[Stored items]
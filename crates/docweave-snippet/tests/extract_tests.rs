//! Snippet extraction and needed-test enumeration over whole files.

use docweave_snippet::prelude::*;
use docweave_snippet::{slice_imports, ImportStatement};
use docweave_syntax::parse;
use pretty_assertions::assert_eq;
use proptest::prelude::*;

const SAMPLE_CODE: &str = "
BASE_PATH = \"\"
max_words = 32

def get_file_contents(filename):
    with open(filename, \"rb\") as f:
        return f.read()

def count_words(filename):
    max_words = max_words + 1
    contents = get_file_contents(BASE_PATH + filename)
    return len(contents.split())

";

const NESTED: &str = r#"import functools
import os.path as osp
from typing import Any, Dict


class Registry:
    """Keeps things."""

    @functools.lru_cache(
        maxsize=None,
    )
    def lookup(self, key: str) -> Any:
        return self._items.get(key)

    class Entry:
        def path(self):
            return osp.join("a", "b")


def build() -> Dict:
    registry = Registry()
    return {"r": registry}
"#;

const REPO: &str = r#"class Repo:
    def query(self):
        sql = """
SELECT 1
"""
        return self.run(sql)
"#;

fn extract(source: &str, file: &str, root: &str, layout: TestLayout) -> FileSnippets {
    let options = ExtractOptions::new(file)
        .with_project_root(root)
        .with_layout(layout);
    extract_snippets(source, &options).unwrap()
}

#[test]
fn sample_code_two_functions() {
    let file = extract_snippets(SAMPLE_CODE, &ExtractOptions::new("sample.py")).unwrap();
    assert_eq!(file.snippets.len(), 2);
    assert!(file.snippets[0]
        .text()
        .starts_with("def get_file_contents(filename):"));
    assert!(file.snippets[1].text().starts_with("def count_words(filename):"));

    let assigned: Vec<_> = file.snippets[1].assigned_identifiers().iter().collect();
    assert_eq!(assigned, vec!["max_words", "contents"]);
}

#[test]
fn snippet_text_ends_with_single_newline() {
    let file = extract_snippets(SAMPLE_CODE, &ExtractOptions::new("sample.py")).unwrap();
    for snippet in &file.snippets {
        assert!(snippet.text().ends_with('\n'));
        assert!(!snippet.text().ends_with("\n\n"));
    }
}

#[test]
fn nested_qualified_paths_and_spans() {
    let file = extract(NESTED, "/proj/pkg/registry.py", "/proj", TestLayout::ReplaceRoot);
    let paths: Vec<_> = file
        .snippets
        .iter()
        .map(|s| (s.qualified_path().to_string(), s.start_line(), s.end_line()))
        .collect();
    assert_eq!(
        paths,
        vec![
            ("Registry".to_string(), 6, 17),
            ("Registry.lookup".to_string(), 9, 13),
            ("Registry.Entry".to_string(), 15, 17),
            ("Registry.Entry.path".to_string(), 16, 17),
            ("build".to_string(), 20, 22),
        ]
    );

    let lookup = &file.snippets[1];
    assert_eq!(lookup.header_line(), 12);
    assert!(lookup.text().starts_with("    @functools.lru_cache("));
    assert_eq!(lookup.imports(), "import functools\nfrom typing import Any");
    assert_eq!(lookup.module_path().unwrap(), "pkg.registry");
    assert_eq!(lookup.expected_test_module(), Some("tests.test_registry"));
    assert_eq!(lookup.expected_test_identifier(), Some("test_registry_lookup"));
    assert_eq!(file.snippets[0].docstring(), Some(r#""""Keeps things.""""#));
}

#[test]
fn snippets_serialize_for_listing() {
    let file = extract(NESTED, "/proj/pkg/registry.py", "/proj", TestLayout::ReplaceRoot);
    let value = serde_json::to_value(&file.snippets[1]).unwrap();

    assert_eq!(value["kind"], "function");
    assert_eq!(value["qualified_path"], "Registry.lookup");
    assert_eq!(value["start_line"], 9);
    assert_eq!(value["header_line"], 12);
    assert_eq!(value["module_path"], "pkg.registry");
    assert_eq!(value["referenced"], serde_json::json!(["functools", "str", "Any", "self", "key"]));
    assert_eq!(value["test_location"]["identifier"], "test_registry_lookup");
    assert_eq!(value["docstring"], serde_json::Value::Null);
}

#[test]
fn text_with_imports_is_self_contained() {
    let file = extract(NESTED, "/proj/pkg/registry.py", "/proj", TestLayout::ReplaceRoot);
    let path = &file.snippets[3];
    assert_eq!(
        path.text_with_imports(),
        "import os.path as osp\n\ndef path(self):\n    return osp.join(\"a\", \"b\")\n"
    );
}

#[test]
fn dedented_snippets_parse_standalone() {
    for source in [SAMPLE_CODE, NESTED, REPO] {
        let file = extract_snippets(source, &ExtractOptions::new("m.py")).unwrap();
        for snippet in &file.snippets {
            let dedented = snippet.dedented_text();
            let tree = parse(&dedented)
                .unwrap_or_else(|err| panic!("{} does not parse: {err}", snippet.qualified_path()));
            assert!(tree.definitions().count() >= 1);
        }
    }
}

#[test]
fn method_with_flush_left_string_isolates() {
    let file = extract_snippets(REPO, &ExtractOptions::new("repo.py")).unwrap();
    let query = &file.snippets[1];
    assert_eq!(query.qualified_path().to_string(), "Repo.query");
    assert_eq!(
        query.dedented_text(),
        "def query(self):\n    sql = \"\"\"\nSELECT 1\n\"\"\"\n    return self.run(sql)\n"
    );
    assert!(parse(&query.dedented_text()).is_ok());
}

#[test]
fn import_slice_keeps_referenced_only() {
    let tree = parse("import a\nimport b\nimport c\n").unwrap();
    let imports: Vec<_> = tree
        .pre_order()
        .filter_map(|id| ImportStatement::from_node(&tree, id))
        .collect();

    let only_b = ["b".to_string()].into_iter().collect();
    assert_eq!(slice_imports(&imports, &only_b), "import b");

    let nothing = ["d".to_string()].into_iter().collect();
    assert_eq!(slice_imports(&imports, &nothing), "");
}

#[test]
fn needed_test_satisfied_then_needed() {
    let source = extract("def f():\n    return 1\n", "/proj/pkg/mod.py", "/proj", TestLayout::PrefixRoot);
    let tests = extract(
        "def test_f():\n    assert True\n",
        "/proj/tests/pkg/test_mod.py",
        "/proj",
        TestLayout::PrefixRoot,
    );

    assert_eq!(source.snippets[0].expected_test_module(), Some("tests.pkg.test_mod"));
    assert!(tests.snippets[0].is_test());
    assert!(tests.snippets[0].test_location().is_none());

    let all: Vec<&CodeSnippet> = source.snippets.iter().chain(&tests.snippets).collect();
    let index = TestIndex::build(all.iter().copied());
    assert_eq!(index.existing_count(), 1);
    assert!(index.needed().is_empty());

    let needed = needed_tests(&source.snippets);
    assert_eq!(needed.len(), 1);
    assert_eq!(needed[0].location.module_path, "tests.pkg.test_mod");
    assert_eq!(needed[0].location.identifier, "test_f");
    assert_eq!(needed[0].snippet.name(), "f");
}

#[test]
fn needed_tests_are_sorted() {
    let zeta = extract("def b():\n    pass\n\ndef a():\n    pass\n", "/p/pkg/zeta.py", "/p", TestLayout::ReplaceRoot);
    let alpha = extract("def z():\n    pass\n", "/p/pkg/alpha.py", "/p", TestLayout::ReplaceRoot);

    let needed = needed_tests(zeta.snippets.iter().chain(&alpha.snippets));
    let order: Vec<_> = needed.iter().map(|n| n.location.to_string()).collect();
    assert_eq!(
        order,
        vec![
            "tests.test_alpha::test_z",
            "tests.test_zeta::test_a",
            "tests.test_zeta::test_b",
        ]
    );
}

proptest! {
    #[test]
    fn extraction_is_idempotent(count in 1usize..6, body in "[a-z]{1,8}") {
        let source: String = (0..count)
            .map(|i| format!("def f{i}(v_{body}):\n    return v_{body} + {i}\n\n"))
            .collect();
        let options = ExtractOptions::new("m.py");
        let first = extract_snippets(&source, &options).unwrap();
        let second = extract_snippets(&source, &options).unwrap();
        prop_assert_eq!(first.snippets.len(), count);
        prop_assert_eq!(first.snippets, second.snippets);
    }
}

§ **Required work**:
Preserving every character, copy the records above out again.

§ **Answer section**:
filename crates/docweave-snippet/tests/extract_tests.rs
//! Snippet extraction and needed-test enumeration over whole files.

use docweave_snippet::prelude::*;
use docweave_snippet::{slice_imports, ImportStatement};
use docweave_syntax::parse;
use pretty_assertions::assert_eq;
use proptest::prelude::*;

const SAMPLE_CODE: &str = "
BASE_PATH = \"\"
max_words = 32

def get_file_contents(filename):
    with open(filename, \"rb\") as f:
        return f.read()

def count_words(filename):
    max_words = max_words + 1
    contents = get_file_contents(BASE_PATH + filename)
    return len(contents.split())

";

const NESTED: &str = r#"import functools
import os.path as osp
from typing import Any, Dict


class Registry:
    """Keeps things."""

    @functools.lru_cache(
        maxsize=None,
    )
    def lookup(self, key: str) -> Any:
        return self._items.get(key)

    class Entry:
        def path(self):
            return osp.join("a", "b")


def build() -> Dict:
    registry = Registry()
    return {"r": registry}
"#;

const REPO: &str = r#"class Repo:
    def query(self):
        sql = """
SELECT 1
"""
        return self.run(sql)
"#;

fn extract(source: &str, file: &str, root: &str, layout: TestLayout) -> FileSnippets {
    let options = ExtractOptions::new(file)
        .with_project_root(root)
        .with_layout(layout);
    extract_snippets(source, &options).unwrap()
}

#[test]
fn sample_code_two_functions() {
    let file = extract_snippets(SAMPLE_CODE, &ExtractOptions::new("sample.py")).unwrap();
    assert_eq!(file.snippets.len(), 2);
    assert!(file.snippets[0]
        .text()
        .starts_with("def get_file_contents(filename):"));
    assert!(file.snippets[1].text().starts_with("def count_words(filename):"));

    let assigned: Vec<_> = file.snippets[1].assigned_identifiers().iter().collect();
    assert_eq!(assigned, vec!["max_words", "contents"]);
}

#[test]
fn snippet_text_ends_with_single_newline() {
    let file = extract_snippets(SAMPLE_CODE, &ExtractOptions::new("sample.py")).unwrap();
    for snippet in &file.snippets {
        assert!(snippet.text().ends_with('\n'));
        assert!(!snippet.text().ends_with("\n\n"));
    }
}

#[test]
fn nested_qualified_paths_and_spans() {
    let file = extract(NESTED, "/proj/pkg/registry.py", "/proj", TestLayout::ReplaceRoot);
    let paths: Vec<_> = file
        .snippets
        .iter()
        .map(|s| (s.qualified_path().to_string(), s.start_line(), s.end_line()))
        .collect();
    assert_eq!(
        paths,
        vec![
            ("Registry".to_string(), 6, 17),
            ("Registry.lookup".to_string(), 9, 13),
            ("Registry.Entry".to_string(), 15, 17),
            ("Registry.Entry.path".to_string(), 16, 17),
            ("build".to_string(), 20, 22),
        ]
    );

    let lookup = &file.snippets[1];
    assert_eq!(lookup.header_line(), 12);
    assert!(lookup.text().starts_with("    @functools.lru_cache("));
    assert_eq!(lookup.imports(), "import functools\nfrom typing import Any");
    assert_eq!(lookup.module_path().unwrap(), "pkg.registry");
    assert_eq!(lookup.expected_test_module(), Some("tests.test_registry"));
    assert_eq!(lookup.expected_test_identifier(), Some("test_registry_lookup"));
    assert_eq!(file.snippets[0].docstring(), Some(r#""""Keeps things.""""#));
}

#[test]
fn snippets_serialize_for_listing() {
    let file = extract(NESTED, "/proj/pkg/registry.py", "/proj", TestLayout::ReplaceRoot);
    let value = serde_json::to_value(&file.snippets[1]).unwrap();

    assert_eq!(value["kind"], "function");
    assert_eq!(value["qualified_path"], "Registry.lookup");
    assert_eq!(value["start_line"], 9);
    assert_eq!(value["header_line"], 12);
    assert_eq!(value["module_path"], "pkg.registry");
    assert_eq!(value["referenced"], serde_json::json!(["functools", "str", "Any", "self", "key"]));
    assert_eq!(value["test_location"]["identifier"], "test_registry_lookup");
    assert_eq!(value["docstring"], serde_json::Value::Null);
}

#[test]
fn text_with_imports_is_self_contained() {
    let file = extract(NESTED, "/proj/pkg/registry.py", "/proj", TestLayout::ReplaceRoot);
    let path = &file.snippets[3];
    assert_eq!(
        path.text_with_imports(),
        "import os.path as osp\n\ndef path(self):\n    return osp.join(\"a\", \"b\")\n"
    );
}

#[test]
fn dedented_snippets_parse_standalone() {
    for source in [SAMPLE_CODE, NESTED, REPO] {
        let file = extract_snippets(source, &ExtractOptions::new("m.py")).unwrap();
        for snippet in &file.snippets {
            let dedented = snippet.dedented_text();
            let tree = parse(&dedented)
                .unwrap_or_else(|err| panic!("{} does not parse: {err}", snippet.qualified_path()));
            assert!(tree.definitions().count() >= 1);
        }
    }
}

#[test]
fn method_with_flush_left_string_isolates() {
    let file = extract_snippets(REPO, &ExtractOptions::new("repo.py")).unwrap();
    let query = &file.snippets[1];
    assert_eq!(query.qualified_path().to_string(), "Repo.query");
    assert_eq!(
        query.dedented_text(),
        "def query(self):\n    sql = \"\"\"\nSELECT 1\n\"\"\"\n    return self.run(sql)\n"
    );
    assert!(parse(&query.dedented_text()).is_ok());
}

#[test]
fn import_slice_keeps_referenced_only() {
    let tree = parse("import a\nimport b\nimport c\n").unwrap();
    let imports: Vec<_> = tree
        .pre_order()
        .filter_map(|id| ImportStatement::from_node(&tree, id))
        .collect();

    let only_b = ["b".to_string()].into_iter().collect();
    assert_eq!(slice_imports(&imports, &only_b), "import b");

    let nothing = ["d".to_string()].into_iter().collect();
    assert_eq!(slice_imports(&imports, &nothing), "");
}

#[test]
fn needed_test_satisfied_then_needed() {
    let source = extract("def f():\n    return 1\n", "/proj/pkg/mod.py", "/proj", TestLayout::PrefixRoot);
    let tests = extract(
        "def test_f():\n    assert True\n",
        "/proj/tests/pkg/test_mod.py",
        "/proj",
        TestLayout::PrefixRoot,
    );

    assert_eq!(source.snippets[0].expected_test_module(), Some("tests.pkg.test_mod"));
    assert!(tests.snippets[0].is_test());
    assert!(tests.snippets[0].test_location().is_none());

    let all: Vec<&CodeSnippet> = source.snippets.iter().chain(&tests.snippets).collect();
    let index = TestIndex::build(all.iter().copied());
    assert_eq!(index.existing_count(), 1);
    assert!(index.needed().is_empty());

    let needed = needed_tests(&source.snippets);
    assert_eq!(needed.len(), 1);
    assert_eq!(needed[0].location.module_path, "tests.pkg.test_mod");
    assert_eq!(needed[0].location.identifier, "test_f");
    assert_eq!(needed[0].snippet.name(), "f");
}

#[test]
fn needed_tests_are_sorted() {
    let zeta = extract("def b():\n    pass\n\ndef a():\n    pass\n", "/p/pkg/zeta.py", "/p", TestLayout::ReplaceRoot);
    let alpha = extract("def z():\n    pass\n", "/p/pkg/alpha.py", "/p", TestLayout::ReplaceRoot);

    let needed = needed_tests(zeta.snippets.iter().chain(&alpha.snippets));
    let order: Vec<_> = needed.iter().map(|n| n.location.to_string()).collect();
    assert_eq!(
        order,
        vec![
            "tests.test_alpha::test_z",
            "tests.test_zeta::test_a",
            "tests.test_zeta::test_b",
        ]
    );
}

proptest! {
    #[test]
    fn extraction_is_idempotent(count in 1usize..6, body in "[a-z]{1,8}") {
        let source: String = (0..count)
            .map(|i| format!("def f{i}(v_{body}):\n    return v_{body} + {i}\n\n"))
            .collect();
        let options = ExtractOptions::new("m.py");
        let first = extract_snippets(&source, &options).unwrap();
        let second = extract_snippets(&source, &options).unwrap();
        prop_assert_eq!(first.snippets.len(), count);
        prop_assert_eq!(first.snippets, second.snippets);
    }
}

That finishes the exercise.